Probably one of the most recommended solutions to enhance the accuracy of vis-NIR measurement of soil properties is the successful development of calibration models. A comprehensive review of literature on calibration methods on diffuse reflectance
common calibration techniques was provided by Viscarra Rossel et al. (2006a). These calibration methods include multiple linear regression analysis (e.g. Dalal and Henry, 1986) and a stepwise multiple linear regression (e.g. Shibusawa et al. 2001), multivariate adaptive regression splines (Shepherd and Walsh, 2002), PCR (e.g. Chang et al., 2001), PLSR (e.g. McCarty et al., 2002) and boosted regression trees (Brown et al., 2006). Five multivariate techniques, namely, SMLR, PCR, PLSR, regression tree and committee trees were compared by Vasques et al., (2008) with the aim of identifying the best combination of multivariate statistics and spectra pre-processing to predict soil carbon. They concluded that PLSR performed the best as compared to other techniques tested. Although the linear PCR and PLSR analyses are the most common techniques for spectral calibration and prediction (Viscarra Rossel et al., 2006a), with PLSR being the most accurate, other nonlinear techniques e.g. ANN have got much less attention and were rarely explored for the spectral analysis in soil sciences. Du and Zhou (2007) and Du et al. (2007; 2008) have successfully implement ANN based on principal components (PCs) obtained from PCA on MIR and photoacoustic MIR soil spectra. Only two examples on using ANN-PCs technique for soil analysis with NIR spectroscopy could be found in literature. Fidêncio et al. (2002) have implemented the RBFN in the NIR region (1000-2500 nm) and Daniel et al. (2003) have used ANN in the vis–NIR region (400–1100 nm). No literature is available about combining PLSR with ANN for the analysis of soil properties with full range vis-NIR spectroscopy (350-2500 nm) has been explored so far.
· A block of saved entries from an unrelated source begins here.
//! Domain Layer - 领域层
//!
//! 包含:
//! - Story Context: 故事与场景
//! - 生成参数快照与生成任务
//! - 段落分割（整段正文拆分为场景）

pub mod story;

mod paragraphs;
mod settings;
mod task;

pub use paragraphs::{bucket_paragraphs, paragraphs_per_scene, split_paragraphs};
pub use settings::GenerationSettings;
pub use story::{
    AssetBundle, IdOrigin, Scene, Story, StoryError, StoryId, StoryMetadata, DEFAULT_TITLE,
};
pub use task::{clamp_progress, GenerationTask, TaskId, TaskStatus};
The scope of this chapter is to compare the performances of linear PCR and PLSR and non-linear BPNN analyses for the prediction accuracy of spectrally active (OC) and inactive (K, Mg, Na and P) soil properties using vis-NIR diffuse reflectance spectroscopy. The BPNN analyses will be based on latent variables (LVs) obtained from PLSR (BPNN-LVs) and PCs obtained from PCA (BPNN-PCs) (Martens and Naes, 1989).